EXERCISE MATERIALS »
//! Countries MCP server over stdio.
//!
//! Stdout carries the protocol, so logs go to stderr.

use std::sync::Arc;
use tracing::{error, info};
use tracing_subscriber::{fmt, EnvFilter};

use countries_mcp::{
    config::{self, Config},
    mcp::StdioTransport,
    state::AppState,
};

#[tokio::main]
async fn main() {
    config::load_dotenv();
    let config = Config::from_figment(None, None, None);

    // Config log level wins over RUST_LOG
    let filter = match config.as_ref().ok().and_then(|c| c.log_level.as_deref()) {
        Some(level) => EnvFilter::new(level),
        None => EnvFilter::try_from_default_env().unwrap_or_else(|_| EnvFilter::new("info")),
    };
    fmt()
        .with_env_filter(filter)
        .with_writer(std::io::stderr)
        .with_target(false)
        .init();

    let result = match config {
        Ok(config) => run(config).await,
        Err(e) => Err(e),
    };
    if let Err(e) = result {
        error!("Fatal error in main(): {:#}", e);
        std::process::exit(1);
    }
}

async fn run(config: Config) -> anyhow::Result<()> {
    let state = AppState::from_config(&config)?;
    let server = state.factory().create();
    server.connect(Arc::new(StdioTransport::new())).await?;

    info!("MCP Server running on stdio");
    server.wait().await?;
    Ok(())
}
//! JSON-RPC 2.0 message types.

use serde::{Deserialize, Deserializer, Serialize};
use serde_json::Value;

/// Protocol version string carried by every message.
pub const JSONRPC_VERSION: &str = "2.0";

/// Invalid JSON was received.
pub const PARSE_ERROR: i32 = -32700;
/// The JSON sent is not a valid request object.
pub const INVALID_REQUEST: i32 = -32600;
/// The method does not exist or is not available.
pub const METHOD_NOT_FOUND: i32 = -32601;
/// Invalid method parameters.
pub const INVALID_PARAMS: i32 = -32602;
/// Internal JSON-RPC error.
pub const INTERNAL_ERROR: i32 = -32603;

/// JSON-RPC 2.0 Request.
///
/// A request without an `id` is a notification and receives no response.
/// An explicit `"id": null` is kept as `Some(Value::Null)` and is answered.
#[derive(Debug, Clone, Serialize, Deserialize)]
pub struct JsonRpcRequest {
    pub jsonrpc: String,
    #[serde(
        default,
        deserialize_with = "present_id",
        skip_serializing_if = "Option::is_none"
    )]
    pub id: Option<Value>,
    pub method: String,
    #[serde(default, skip_serializing_if = "Option::is_none")]
    pub params: Option<Value>,
}

impl JsonRpcRequest {
    /// Create a request with the given id.
    pub fn new(id: impl Into<Value>, method: impl Into<String>, params: Option<Value>) -> Self {
        Self {
            jsonrpc: JSONRPC_VERSION.to_string(),
            id: Some(id.into()),
            method: method.into(),
            params,
        }
    }

    /// Create a notification (no id, no response expected).
    pub fn notification(method: impl Into<String>, params: Option<Value>) -> Self {
        Self {
            jsonrpc: JSONRPC_VERSION.to_string(),
            id: None,
            method: method.into(),
            params,
        }
    }

    /// Whether this message expects no response.
    pub fn is_notification(&self) -> bool {
        self.id.is_none()
    }
}

/// Only called when the field is present, so `null` becomes `Some(Value::Null)`.
fn present_id<'de, D>(deserializer: D) -> Result<Option<Value>, D::Error>
where
    D: Deserializer<'de>,
{
    Value::deserialize(deserializer).map(Some)
}

/// JSON-RPC 2.0 Response.
#[derive(Debug, Clone, Serialize, Deserialize)]
pub struct JsonRpcResponse {
    pub jsonrpc: String,
    pub id: Value,
    #[serde(default, skip_serializing_if = "Option::is_none")]
    pub result: Option<Value>,
    #[serde(default, skip_serializing_if = "Option::is_none")]
    pub error: Option<JsonRpcError>,
}

impl JsonRpcResponse {
    /// Create a success response.
    pub fn success(id: Value, result: Value) -> Self {
        Self {
            jsonrpc: JSONRPC_VERSION.to_string(),
            id,
            result: Some(result),
            error: None,
        }
    }

    /// Create an error response.
    pub fn error(id: Value, code: i32, message: impl Into<String>) -> Self {
        Self {
            jsonrpc: JSONRPC_VERSION.to_string(),
            id,
            result: None,
            error: Some(JsonRpcError {
                code,
                message: message.into(),
                data: None,
            }),
        }
    }

    /// Create a parse error response. The id is `null` since it could not be read.
    pub fn parse_error(message: impl Into<String>) -> Self {
        Self::error(Value::Null, PARSE_ERROR, message)
    }
}

/// JSON-RPC 2.0 Error.
#[derive(Debug, Clone, Serialize, Deserialize)]
pub struct JsonRpcError {
    pub code: i32,
    pub message: String,
    #[serde(default, skip_serializing_if = "Option::is_none")]
    pub data: Option<Value>,
}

EXERCISE »
Only the lines above starting at the line that holds "async fn run(config: Config)" and ending at the line that holds "use serde_json::Value;" are to be repeated, exactly and in full.

SOLUTION »
async fn run(config: Config) -> anyhow::Result<()> {
    let state = AppState::from_config(&config)?;
    let server = state.factory().create();
    server.connect(Arc::new(StdioTransport::new())).await?;

    info!("MCP Server running on stdio");
    server.wait().await?;
    Ok(())
}
//! JSON-RPC 2.0 message types.

use serde::{Deserialize, Deserializer, Serialize};
use serde_json::Value;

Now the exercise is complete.